◆ Required action
Search the data for the word "OrderService". Reproduce every line where it is found.

◆ Records
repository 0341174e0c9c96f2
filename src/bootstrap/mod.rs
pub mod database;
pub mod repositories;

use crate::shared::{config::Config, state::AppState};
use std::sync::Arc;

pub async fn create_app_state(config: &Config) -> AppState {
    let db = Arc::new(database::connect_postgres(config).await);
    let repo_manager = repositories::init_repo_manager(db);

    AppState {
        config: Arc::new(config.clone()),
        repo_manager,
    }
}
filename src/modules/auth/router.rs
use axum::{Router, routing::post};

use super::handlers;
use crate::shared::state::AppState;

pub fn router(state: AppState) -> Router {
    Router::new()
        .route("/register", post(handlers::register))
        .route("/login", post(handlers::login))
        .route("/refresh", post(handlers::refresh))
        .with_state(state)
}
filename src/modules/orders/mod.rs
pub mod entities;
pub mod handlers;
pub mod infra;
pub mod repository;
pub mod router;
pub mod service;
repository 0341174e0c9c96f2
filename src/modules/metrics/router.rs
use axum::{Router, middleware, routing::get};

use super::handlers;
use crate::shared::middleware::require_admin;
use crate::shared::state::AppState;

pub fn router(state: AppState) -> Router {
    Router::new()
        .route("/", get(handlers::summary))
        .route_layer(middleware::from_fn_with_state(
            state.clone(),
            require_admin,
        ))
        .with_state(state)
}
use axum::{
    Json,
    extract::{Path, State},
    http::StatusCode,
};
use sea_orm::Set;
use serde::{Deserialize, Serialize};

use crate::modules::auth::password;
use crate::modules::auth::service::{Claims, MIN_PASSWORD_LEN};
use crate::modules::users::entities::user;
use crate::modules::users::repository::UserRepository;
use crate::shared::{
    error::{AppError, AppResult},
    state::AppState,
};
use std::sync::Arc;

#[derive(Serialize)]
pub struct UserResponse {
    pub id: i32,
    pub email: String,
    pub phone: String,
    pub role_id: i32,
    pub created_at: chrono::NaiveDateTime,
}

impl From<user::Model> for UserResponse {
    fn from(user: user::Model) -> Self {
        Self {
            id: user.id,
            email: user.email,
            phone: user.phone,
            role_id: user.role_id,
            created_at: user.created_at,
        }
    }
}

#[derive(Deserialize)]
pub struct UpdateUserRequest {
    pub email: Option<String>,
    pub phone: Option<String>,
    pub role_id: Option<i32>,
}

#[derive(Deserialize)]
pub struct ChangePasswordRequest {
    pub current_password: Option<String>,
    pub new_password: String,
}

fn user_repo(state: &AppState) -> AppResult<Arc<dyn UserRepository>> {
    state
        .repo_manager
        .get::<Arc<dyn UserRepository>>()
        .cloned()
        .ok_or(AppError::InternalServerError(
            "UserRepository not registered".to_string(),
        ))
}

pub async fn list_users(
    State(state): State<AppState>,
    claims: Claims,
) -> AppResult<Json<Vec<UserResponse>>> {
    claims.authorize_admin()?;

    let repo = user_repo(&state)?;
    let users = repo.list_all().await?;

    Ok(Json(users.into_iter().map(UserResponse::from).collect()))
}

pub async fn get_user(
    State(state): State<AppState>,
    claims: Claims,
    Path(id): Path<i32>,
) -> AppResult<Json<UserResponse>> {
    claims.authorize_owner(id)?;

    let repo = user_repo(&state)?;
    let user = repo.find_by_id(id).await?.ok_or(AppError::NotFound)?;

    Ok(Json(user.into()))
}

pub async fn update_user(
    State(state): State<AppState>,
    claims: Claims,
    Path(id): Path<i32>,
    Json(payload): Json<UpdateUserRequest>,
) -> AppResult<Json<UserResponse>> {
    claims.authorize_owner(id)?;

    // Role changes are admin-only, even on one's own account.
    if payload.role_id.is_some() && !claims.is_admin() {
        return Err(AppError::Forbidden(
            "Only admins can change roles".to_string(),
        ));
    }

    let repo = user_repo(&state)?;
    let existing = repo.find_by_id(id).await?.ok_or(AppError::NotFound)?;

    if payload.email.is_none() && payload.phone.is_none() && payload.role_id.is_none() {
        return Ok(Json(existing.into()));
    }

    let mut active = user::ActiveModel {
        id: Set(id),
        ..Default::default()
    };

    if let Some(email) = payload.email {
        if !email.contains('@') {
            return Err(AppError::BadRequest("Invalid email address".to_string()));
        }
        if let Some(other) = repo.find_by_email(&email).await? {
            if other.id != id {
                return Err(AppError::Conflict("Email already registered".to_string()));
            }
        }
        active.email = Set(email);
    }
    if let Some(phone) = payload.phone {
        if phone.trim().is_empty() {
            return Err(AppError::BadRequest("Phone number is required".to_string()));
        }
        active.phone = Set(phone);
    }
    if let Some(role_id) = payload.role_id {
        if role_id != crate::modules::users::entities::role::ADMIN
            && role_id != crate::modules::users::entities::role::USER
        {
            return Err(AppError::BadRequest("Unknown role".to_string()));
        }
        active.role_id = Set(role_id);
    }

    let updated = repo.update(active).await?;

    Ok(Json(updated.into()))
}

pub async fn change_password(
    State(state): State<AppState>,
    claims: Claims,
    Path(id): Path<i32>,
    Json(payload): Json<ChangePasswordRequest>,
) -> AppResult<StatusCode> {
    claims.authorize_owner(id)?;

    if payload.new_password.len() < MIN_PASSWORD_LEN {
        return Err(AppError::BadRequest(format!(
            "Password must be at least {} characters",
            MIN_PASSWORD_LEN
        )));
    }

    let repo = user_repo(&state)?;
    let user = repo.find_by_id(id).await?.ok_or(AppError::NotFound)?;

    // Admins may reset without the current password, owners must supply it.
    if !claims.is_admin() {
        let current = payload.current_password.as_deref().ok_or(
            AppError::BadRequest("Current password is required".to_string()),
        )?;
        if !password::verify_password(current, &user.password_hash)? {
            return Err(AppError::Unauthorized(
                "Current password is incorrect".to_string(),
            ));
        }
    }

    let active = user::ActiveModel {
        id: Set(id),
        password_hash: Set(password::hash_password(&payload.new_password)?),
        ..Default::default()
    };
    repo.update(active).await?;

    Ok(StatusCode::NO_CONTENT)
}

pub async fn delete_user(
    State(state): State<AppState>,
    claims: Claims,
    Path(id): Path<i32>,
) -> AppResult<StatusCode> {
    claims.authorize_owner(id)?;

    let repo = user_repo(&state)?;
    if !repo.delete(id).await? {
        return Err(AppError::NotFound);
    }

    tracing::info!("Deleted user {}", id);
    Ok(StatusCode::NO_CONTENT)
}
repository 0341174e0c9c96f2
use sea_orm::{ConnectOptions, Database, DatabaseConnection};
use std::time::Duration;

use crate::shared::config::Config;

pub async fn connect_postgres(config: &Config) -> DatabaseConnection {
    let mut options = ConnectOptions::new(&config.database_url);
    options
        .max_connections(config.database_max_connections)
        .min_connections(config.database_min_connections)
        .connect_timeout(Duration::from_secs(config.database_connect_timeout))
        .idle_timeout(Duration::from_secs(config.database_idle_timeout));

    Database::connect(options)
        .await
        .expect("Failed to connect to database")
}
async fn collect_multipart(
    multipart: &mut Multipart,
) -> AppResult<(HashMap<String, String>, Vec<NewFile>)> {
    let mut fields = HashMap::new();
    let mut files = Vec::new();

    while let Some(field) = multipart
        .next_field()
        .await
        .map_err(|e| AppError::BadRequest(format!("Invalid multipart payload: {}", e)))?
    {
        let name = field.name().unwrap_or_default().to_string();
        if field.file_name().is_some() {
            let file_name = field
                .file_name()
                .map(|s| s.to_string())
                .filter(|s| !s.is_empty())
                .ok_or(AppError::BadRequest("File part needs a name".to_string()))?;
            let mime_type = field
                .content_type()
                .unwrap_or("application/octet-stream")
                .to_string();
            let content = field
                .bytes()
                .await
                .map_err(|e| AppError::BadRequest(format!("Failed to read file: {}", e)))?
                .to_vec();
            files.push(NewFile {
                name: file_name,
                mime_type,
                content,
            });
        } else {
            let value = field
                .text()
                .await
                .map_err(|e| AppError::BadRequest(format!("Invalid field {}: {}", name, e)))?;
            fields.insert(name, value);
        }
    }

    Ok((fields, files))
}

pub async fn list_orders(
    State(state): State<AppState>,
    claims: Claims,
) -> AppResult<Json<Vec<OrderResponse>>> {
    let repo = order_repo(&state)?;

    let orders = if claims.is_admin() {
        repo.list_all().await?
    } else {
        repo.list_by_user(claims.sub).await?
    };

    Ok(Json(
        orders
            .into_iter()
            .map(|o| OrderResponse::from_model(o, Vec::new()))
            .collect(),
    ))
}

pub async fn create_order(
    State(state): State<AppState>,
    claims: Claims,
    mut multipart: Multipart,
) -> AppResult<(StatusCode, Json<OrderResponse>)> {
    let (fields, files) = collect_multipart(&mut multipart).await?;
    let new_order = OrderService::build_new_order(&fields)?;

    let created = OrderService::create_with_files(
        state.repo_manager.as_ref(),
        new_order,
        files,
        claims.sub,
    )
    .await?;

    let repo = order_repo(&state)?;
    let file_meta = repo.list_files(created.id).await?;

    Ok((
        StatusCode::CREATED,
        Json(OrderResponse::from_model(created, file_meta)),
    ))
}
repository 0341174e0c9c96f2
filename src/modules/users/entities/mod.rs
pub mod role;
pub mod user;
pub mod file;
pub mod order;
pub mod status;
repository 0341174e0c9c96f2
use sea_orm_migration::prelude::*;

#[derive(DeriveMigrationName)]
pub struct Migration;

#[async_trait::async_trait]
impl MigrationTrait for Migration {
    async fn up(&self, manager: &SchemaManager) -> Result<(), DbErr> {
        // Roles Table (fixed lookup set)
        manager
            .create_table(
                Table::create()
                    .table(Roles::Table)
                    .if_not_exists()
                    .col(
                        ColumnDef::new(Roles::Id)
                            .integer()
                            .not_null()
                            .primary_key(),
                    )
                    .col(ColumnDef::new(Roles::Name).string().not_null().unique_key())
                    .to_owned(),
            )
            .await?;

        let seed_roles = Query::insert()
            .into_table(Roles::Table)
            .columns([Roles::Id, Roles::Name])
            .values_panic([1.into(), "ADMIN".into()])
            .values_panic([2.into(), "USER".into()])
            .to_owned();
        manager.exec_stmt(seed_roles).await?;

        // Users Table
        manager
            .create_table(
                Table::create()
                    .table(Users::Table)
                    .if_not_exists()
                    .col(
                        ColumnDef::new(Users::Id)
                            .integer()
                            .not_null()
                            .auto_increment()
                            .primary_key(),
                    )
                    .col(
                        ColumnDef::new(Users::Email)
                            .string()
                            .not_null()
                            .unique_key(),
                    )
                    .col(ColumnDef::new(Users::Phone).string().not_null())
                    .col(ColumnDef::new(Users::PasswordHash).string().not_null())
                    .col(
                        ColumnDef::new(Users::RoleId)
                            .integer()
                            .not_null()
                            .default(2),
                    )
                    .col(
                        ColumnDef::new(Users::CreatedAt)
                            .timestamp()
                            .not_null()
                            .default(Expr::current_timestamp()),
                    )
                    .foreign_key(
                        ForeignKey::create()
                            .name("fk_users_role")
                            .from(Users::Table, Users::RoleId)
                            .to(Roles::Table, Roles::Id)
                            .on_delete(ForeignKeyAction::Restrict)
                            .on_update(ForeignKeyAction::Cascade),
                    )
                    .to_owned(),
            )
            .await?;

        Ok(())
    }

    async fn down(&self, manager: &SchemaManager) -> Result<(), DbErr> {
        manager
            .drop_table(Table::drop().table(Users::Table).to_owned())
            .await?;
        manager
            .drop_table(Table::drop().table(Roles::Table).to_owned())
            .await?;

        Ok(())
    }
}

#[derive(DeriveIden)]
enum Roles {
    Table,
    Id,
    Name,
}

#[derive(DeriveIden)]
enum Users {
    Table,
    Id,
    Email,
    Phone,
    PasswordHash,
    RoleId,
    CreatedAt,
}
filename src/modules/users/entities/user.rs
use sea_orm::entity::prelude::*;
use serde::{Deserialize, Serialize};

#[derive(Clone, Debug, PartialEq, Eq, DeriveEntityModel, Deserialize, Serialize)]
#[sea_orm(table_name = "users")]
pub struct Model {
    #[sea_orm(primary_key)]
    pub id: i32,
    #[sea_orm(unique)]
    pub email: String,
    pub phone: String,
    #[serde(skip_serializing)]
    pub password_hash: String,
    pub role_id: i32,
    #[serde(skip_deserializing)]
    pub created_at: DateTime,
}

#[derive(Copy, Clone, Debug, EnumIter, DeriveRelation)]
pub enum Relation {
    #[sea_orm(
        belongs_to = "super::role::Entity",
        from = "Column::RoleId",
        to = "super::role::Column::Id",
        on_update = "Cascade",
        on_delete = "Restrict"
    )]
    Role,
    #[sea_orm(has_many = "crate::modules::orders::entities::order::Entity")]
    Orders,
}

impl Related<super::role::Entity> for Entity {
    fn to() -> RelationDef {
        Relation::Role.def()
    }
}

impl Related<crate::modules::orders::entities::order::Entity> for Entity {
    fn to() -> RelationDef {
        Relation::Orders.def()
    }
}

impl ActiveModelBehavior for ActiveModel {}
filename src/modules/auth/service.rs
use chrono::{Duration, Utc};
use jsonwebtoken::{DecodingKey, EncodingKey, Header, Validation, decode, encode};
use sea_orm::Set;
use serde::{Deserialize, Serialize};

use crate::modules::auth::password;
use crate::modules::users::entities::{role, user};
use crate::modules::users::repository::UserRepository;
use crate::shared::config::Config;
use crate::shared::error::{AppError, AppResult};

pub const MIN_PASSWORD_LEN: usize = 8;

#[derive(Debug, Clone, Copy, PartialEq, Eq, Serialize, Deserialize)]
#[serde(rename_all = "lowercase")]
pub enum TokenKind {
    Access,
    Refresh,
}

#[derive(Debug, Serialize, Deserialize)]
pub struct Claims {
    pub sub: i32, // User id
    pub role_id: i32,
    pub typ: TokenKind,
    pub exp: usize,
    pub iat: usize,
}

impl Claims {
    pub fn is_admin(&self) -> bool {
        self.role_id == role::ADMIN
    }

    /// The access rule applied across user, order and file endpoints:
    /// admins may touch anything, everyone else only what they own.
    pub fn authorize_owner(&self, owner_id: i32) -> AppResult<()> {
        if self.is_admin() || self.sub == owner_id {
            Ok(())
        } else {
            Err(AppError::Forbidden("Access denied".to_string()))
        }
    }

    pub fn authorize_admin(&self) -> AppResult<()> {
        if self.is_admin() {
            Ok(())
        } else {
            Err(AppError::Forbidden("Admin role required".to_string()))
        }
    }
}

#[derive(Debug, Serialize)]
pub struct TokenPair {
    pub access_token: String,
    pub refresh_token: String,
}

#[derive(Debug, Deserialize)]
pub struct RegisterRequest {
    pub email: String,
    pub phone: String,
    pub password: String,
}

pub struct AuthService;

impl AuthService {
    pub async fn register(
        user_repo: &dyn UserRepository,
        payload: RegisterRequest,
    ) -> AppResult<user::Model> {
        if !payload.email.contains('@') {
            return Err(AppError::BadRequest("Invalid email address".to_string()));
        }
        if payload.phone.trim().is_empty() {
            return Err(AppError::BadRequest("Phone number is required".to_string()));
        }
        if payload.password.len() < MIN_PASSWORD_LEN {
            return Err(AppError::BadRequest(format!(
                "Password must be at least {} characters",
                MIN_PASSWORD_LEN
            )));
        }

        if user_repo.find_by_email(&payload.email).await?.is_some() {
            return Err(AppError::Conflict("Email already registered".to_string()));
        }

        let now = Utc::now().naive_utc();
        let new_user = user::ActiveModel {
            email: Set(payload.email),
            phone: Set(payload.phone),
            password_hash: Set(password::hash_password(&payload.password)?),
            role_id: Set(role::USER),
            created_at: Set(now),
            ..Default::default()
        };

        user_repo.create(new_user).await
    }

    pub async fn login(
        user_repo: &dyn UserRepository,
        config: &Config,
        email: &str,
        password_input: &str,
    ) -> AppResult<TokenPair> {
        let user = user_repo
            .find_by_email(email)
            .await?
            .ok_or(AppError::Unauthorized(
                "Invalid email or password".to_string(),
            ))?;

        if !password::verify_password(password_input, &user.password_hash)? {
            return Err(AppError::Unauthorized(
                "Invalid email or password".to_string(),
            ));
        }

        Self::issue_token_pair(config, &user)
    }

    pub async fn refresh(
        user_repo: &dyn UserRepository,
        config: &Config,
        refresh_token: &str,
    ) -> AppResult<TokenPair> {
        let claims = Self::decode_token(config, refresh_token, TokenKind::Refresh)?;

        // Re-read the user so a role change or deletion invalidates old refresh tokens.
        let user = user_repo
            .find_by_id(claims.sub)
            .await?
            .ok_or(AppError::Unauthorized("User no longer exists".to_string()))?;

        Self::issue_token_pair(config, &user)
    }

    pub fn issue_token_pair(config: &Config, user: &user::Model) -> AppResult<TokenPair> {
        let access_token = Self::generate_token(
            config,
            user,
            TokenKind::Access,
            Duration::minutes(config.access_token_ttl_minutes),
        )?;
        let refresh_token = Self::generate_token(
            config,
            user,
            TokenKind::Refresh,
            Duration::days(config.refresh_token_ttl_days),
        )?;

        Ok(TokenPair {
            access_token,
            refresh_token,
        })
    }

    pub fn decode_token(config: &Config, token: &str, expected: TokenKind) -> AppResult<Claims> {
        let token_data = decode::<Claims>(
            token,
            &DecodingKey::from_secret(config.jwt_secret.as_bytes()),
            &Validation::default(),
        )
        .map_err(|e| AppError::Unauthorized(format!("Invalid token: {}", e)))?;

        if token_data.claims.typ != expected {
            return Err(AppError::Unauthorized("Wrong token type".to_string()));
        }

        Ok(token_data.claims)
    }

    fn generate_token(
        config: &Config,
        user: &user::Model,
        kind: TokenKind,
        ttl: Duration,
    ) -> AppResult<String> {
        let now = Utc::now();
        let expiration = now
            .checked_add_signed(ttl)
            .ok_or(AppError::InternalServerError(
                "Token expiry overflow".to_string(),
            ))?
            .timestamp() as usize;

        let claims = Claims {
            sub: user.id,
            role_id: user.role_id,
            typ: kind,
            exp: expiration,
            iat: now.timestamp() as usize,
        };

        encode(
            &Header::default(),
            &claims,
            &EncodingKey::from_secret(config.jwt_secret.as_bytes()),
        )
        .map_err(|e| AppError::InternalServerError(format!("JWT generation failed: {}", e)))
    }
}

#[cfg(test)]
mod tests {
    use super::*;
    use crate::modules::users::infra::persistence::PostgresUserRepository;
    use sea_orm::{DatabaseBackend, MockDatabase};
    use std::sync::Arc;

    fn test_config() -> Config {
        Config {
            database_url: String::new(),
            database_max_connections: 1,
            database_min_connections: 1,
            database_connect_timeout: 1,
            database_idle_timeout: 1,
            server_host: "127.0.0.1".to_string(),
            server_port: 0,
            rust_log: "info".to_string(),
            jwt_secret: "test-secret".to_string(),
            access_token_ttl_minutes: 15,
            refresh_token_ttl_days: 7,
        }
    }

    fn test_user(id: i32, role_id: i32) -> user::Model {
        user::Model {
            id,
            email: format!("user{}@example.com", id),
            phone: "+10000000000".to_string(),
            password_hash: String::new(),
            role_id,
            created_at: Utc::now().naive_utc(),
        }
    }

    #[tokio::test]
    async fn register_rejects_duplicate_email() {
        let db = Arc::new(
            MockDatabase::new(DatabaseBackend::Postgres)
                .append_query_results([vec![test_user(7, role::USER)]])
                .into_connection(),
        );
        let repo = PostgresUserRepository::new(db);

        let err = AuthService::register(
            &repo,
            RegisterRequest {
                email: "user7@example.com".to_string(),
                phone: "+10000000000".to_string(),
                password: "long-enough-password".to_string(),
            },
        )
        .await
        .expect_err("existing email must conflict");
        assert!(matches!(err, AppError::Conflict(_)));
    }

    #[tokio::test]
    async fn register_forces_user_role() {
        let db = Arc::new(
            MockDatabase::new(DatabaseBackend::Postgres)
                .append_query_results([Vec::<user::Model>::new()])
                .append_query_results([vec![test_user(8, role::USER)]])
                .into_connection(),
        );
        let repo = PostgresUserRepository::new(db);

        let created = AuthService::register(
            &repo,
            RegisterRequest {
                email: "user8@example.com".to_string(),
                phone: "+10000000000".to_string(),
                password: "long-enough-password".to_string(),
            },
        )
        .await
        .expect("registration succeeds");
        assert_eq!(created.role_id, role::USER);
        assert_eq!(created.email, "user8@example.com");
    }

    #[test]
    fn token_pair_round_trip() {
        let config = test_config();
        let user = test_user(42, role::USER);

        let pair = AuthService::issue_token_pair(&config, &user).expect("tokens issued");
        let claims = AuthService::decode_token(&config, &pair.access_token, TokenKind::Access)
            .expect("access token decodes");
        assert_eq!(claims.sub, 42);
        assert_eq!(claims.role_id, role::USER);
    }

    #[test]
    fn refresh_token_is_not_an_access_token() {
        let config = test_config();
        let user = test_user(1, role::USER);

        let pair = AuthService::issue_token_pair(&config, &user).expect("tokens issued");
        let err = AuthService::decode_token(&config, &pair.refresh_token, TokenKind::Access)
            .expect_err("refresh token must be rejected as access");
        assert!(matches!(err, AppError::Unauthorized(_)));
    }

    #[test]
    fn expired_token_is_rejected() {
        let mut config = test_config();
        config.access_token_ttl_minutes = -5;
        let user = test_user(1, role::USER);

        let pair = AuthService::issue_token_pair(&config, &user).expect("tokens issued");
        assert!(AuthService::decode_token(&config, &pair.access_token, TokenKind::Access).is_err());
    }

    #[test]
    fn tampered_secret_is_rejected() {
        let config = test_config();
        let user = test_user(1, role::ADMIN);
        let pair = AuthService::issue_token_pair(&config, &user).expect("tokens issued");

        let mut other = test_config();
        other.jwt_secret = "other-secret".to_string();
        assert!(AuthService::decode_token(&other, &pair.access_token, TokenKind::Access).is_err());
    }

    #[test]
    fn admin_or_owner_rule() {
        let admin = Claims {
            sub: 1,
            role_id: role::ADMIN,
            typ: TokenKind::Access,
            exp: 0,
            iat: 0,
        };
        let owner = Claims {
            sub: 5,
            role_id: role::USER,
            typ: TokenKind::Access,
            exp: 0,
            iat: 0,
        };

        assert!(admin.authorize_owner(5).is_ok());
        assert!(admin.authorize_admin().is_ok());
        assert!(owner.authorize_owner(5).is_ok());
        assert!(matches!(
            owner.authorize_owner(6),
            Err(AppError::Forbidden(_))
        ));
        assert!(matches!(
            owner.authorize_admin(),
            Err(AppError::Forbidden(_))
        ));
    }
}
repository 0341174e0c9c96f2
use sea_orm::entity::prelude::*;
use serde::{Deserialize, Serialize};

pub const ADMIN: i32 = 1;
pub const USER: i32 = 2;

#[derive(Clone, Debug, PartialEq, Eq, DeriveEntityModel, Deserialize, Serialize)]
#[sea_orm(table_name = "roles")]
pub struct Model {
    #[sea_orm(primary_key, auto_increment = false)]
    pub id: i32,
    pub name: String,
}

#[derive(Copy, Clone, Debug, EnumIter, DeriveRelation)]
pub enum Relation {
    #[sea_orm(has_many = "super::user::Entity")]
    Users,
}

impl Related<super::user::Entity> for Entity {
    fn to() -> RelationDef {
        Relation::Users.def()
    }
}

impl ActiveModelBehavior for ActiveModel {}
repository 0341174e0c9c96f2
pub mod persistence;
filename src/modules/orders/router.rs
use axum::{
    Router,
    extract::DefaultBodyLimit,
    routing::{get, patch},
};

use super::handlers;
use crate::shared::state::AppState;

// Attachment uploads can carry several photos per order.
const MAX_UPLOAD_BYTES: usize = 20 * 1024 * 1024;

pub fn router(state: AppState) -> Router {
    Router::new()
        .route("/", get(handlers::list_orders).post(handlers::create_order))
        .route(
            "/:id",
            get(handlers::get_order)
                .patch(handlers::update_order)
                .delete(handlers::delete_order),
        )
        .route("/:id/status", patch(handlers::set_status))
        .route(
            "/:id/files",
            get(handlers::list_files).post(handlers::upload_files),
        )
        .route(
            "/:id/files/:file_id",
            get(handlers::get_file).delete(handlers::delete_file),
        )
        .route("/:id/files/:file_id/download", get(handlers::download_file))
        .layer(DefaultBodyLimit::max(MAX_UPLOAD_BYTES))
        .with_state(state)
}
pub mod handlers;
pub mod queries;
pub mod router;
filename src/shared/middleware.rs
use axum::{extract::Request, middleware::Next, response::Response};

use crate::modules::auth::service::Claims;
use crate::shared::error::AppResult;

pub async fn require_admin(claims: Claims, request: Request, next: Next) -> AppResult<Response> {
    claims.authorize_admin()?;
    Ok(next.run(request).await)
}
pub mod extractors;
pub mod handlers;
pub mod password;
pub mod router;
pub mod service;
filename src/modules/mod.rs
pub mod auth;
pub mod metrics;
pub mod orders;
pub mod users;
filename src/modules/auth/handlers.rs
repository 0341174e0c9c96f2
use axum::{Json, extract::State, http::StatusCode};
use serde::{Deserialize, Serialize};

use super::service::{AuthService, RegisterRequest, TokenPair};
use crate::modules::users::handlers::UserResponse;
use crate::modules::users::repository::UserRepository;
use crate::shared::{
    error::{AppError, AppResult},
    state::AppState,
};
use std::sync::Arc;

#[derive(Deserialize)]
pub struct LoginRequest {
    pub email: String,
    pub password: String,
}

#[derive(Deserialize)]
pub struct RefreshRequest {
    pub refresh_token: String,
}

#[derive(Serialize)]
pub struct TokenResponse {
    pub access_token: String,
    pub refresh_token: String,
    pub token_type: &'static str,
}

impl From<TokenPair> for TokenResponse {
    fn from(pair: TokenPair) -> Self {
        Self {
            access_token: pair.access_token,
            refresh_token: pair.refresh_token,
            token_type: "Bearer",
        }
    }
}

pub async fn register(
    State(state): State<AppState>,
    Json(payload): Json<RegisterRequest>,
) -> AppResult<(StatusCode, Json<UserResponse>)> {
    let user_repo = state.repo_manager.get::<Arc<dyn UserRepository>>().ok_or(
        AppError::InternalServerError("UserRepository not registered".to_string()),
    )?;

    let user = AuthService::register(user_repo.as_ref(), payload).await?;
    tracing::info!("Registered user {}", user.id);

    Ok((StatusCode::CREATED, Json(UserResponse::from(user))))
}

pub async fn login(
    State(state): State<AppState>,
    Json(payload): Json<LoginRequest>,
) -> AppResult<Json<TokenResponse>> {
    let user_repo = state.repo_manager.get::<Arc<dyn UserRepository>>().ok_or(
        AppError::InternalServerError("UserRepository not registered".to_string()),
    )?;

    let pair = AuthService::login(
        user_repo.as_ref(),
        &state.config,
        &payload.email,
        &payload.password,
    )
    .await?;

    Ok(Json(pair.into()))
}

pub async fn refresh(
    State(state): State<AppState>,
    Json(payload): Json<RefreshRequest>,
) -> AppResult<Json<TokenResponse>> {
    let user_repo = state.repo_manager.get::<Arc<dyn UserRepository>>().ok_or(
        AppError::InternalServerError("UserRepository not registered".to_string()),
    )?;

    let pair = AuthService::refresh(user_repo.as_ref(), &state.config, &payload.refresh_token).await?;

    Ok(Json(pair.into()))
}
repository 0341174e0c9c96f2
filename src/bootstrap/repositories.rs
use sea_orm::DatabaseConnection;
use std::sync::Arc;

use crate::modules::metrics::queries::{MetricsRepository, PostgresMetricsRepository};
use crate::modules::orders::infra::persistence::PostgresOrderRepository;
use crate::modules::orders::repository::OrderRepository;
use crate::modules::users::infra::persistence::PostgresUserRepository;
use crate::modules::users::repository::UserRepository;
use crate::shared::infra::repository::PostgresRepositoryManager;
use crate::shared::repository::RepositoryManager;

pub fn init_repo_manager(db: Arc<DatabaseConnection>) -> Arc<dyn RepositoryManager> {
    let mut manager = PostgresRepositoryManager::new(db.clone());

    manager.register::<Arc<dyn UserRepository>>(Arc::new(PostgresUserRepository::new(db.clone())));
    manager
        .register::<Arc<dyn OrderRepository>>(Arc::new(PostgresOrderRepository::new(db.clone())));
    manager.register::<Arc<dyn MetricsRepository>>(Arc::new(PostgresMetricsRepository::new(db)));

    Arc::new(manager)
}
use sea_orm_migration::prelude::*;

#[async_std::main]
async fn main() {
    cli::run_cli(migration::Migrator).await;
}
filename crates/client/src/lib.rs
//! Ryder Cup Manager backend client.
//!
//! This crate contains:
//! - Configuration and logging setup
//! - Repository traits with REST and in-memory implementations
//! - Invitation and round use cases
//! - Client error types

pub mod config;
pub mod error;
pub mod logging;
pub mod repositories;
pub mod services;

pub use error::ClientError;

◆ Task response
    let new_order = OrderService::build_new_order(&fields)?;
    let created = OrderService::create_with_files(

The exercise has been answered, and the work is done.